[Start of Attachment]

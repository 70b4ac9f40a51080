/// Per-channel masking and the quadrant remap filter.
pub mod channels;
/// Premultiplied source-over compositing and scaled image draws.
pub mod composite;
use crate::foundation::core::{FrameSize, Rgba8Premul};
use crate::foundation::error::{CanvasError, CanvasResult};

/// A video frame as premultiplied RGBA8 pixels plus its presentation timestamp.
///
/// This is the pixel surface every drawing call ends up mutating. Pixels are tightly packed,
/// row-major, 4 bytes each in `r, g, b, a` order.
#[derive(Clone, Debug, PartialEq)]
pub struct VideoFrame {
    /// Frame width in pixels.
    pub width: u32,
    /// Frame height in pixels.
    pub height: u32,
    /// Presentation timestamp in seconds.
    pub pts: f64,
    /// RGBA8 bytes, premultiplied alpha.
    pub data: Vec<u8>,
}

impl VideoFrame {
    /// Allocate a transparent frame.
    pub fn new(width: u32, height: u32, pts: f64) -> Self {
        let len = (width as usize) * (height as usize) * 4;
        Self {
            width,
            height,
            pts,
            data: vec![0; len],
        }
    }

    /// Allocate a frame filled with `px`.
    pub fn filled(width: u32, height: u32, pts: f64, px: Rgba8Premul) -> Self {
        let mut frame = Self::new(width, height, pts);
        frame.fill(px);
        frame
    }

    /// Wrap existing premultiplied bytes, validating their length.
    pub fn from_data(width: u32, height: u32, pts: f64, data: Vec<u8>) -> CanvasResult<Self> {
        let expected = (width as usize)
            .checked_mul(height as usize)
            .and_then(|v| v.checked_mul(4))
            .ok_or_else(|| CanvasError::validation("frame buffer size overflow"))?;
        if data.len() != expected {
            return Err(CanvasError::validation(format!(
                "frame data length {} does not match {width}x{height}x4 = {expected}",
                data.len()
            )));
        }
        Ok(Self {
            width,
            height,
            pts,
            data,
        })
    }

    /// Frame dimensions.
    pub fn size(&self) -> FrameSize {
        FrameSize {
            width: self.width,
            height: self.height,
        }
    }

    /// Number of pixels.
    pub fn pixel_count(&self) -> usize {
        self.data.len() / 4
    }

    /// Linear pixel offset of `(x, y)`, or `None` when outside the frame.
    pub fn offset_of(&self, x: u32, y: u32) -> Option<usize> {
        if x >= self.width || y >= self.height {
            return None;
        }
        Some((y as usize) * (self.width as usize) + (x as usize))
    }

    /// Read the pixel at `(x, y)`.
    pub fn pixel(&self, x: u32, y: u32) -> Option<Rgba8Premul> {
        self.offset_of(x, y).and_then(|i| self.pixel_at(i))
    }

    /// Write the pixel at `(x, y)`. Returns `false` when outside the frame.
    pub fn set_pixel(&mut self, x: u32, y: u32, px: Rgba8Premul) -> bool {
        match self.offset_of(x, y) {
            Some(i) => self.set_pixel_at(i, px),
            None => false,
        }
    }

    /// Read the pixel at linear offset `i` (row-major).
    pub fn pixel_at(&self, i: usize) -> Option<Rgba8Premul> {
        let px = self.data.get(byte_range(i)?)?;
        Some(Rgba8Premul::new(px[0], px[1], px[2], px[3]))
    }

    /// Write the pixel at linear offset `i`. Returns `false` when outside the frame.
    pub fn set_pixel_at(&mut self, i: usize, px: Rgba8Premul) -> bool {
        match byte_range(i).and_then(|r| self.data.get_mut(r)) {
            Some(dst) => {
                dst.copy_from_slice(&px.to_array());
                true
            }
            None => false,
        }
    }

    /// Overwrite every pixel with `px`.
    pub fn fill(&mut self, px: Rgba8Premul) {
        let bytes = px.to_array();
        for dst in self.data.chunks_exact_mut(4) {
            dst.copy_from_slice(&bytes);
        }
    }

    /// Iterate pixels in row-major order.
    pub fn pixels(&self) -> impl Iterator<Item = Rgba8Premul> + '_ {
        self.data
            .chunks_exact(4)
            .map(|px| Rgba8Premul::new(px[0], px[1], px[2], px[3]))
    }

    /// Stable 64-bit content hash over size and pixels (pts excluded).
    pub fn fingerprint(&self) -> u64 {
        let mut hasher = xxhash_rust::xxh3::Xxh3::new();
        hasher.update(&self.width.to_le_bytes());
        hasher.update(&self.height.to_le_bytes());
        hasher.update(&self.data);
        hasher.digest()
    }

    /// Copy out straight-alpha RGBA8 bytes, e.g. for image encoders.
    pub fn to_straight_rgba8(&self) -> Vec<u8> {
        let mut out = Vec::with_capacity(self.data.len());
        for px in self.pixels() {
            out.extend_from_slice(&px.to_straight_rgba());
        }
        out
    }
}

// Byte span of linear pixel `i`, or `None` when the offset overflows.
pub(crate) fn byte_range(i: usize) -> Option<std::ops::Range<usize>> {
    let start = i.checked_mul(4)?;
    Some(start..start.checked_add(4)?)
}

#[cfg(test)]
#[path = "../../tests/unit/render/frame.rs"]
mod tests;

[End of Attachment]

Exercise goal ->
All lines from the listing above that include "when" should be shown.

Task answer ->
    /// Linear pixel offset of `(x, y)`, or `None` when outside the frame.
    /// Write the pixel at `(x, y)`. Returns `false` when outside the frame.
    /// Write the pixel at linear offset `i`. Returns `false` when outside the frame.
// Byte span of linear pixel `i`, or `None` when the offset overflows.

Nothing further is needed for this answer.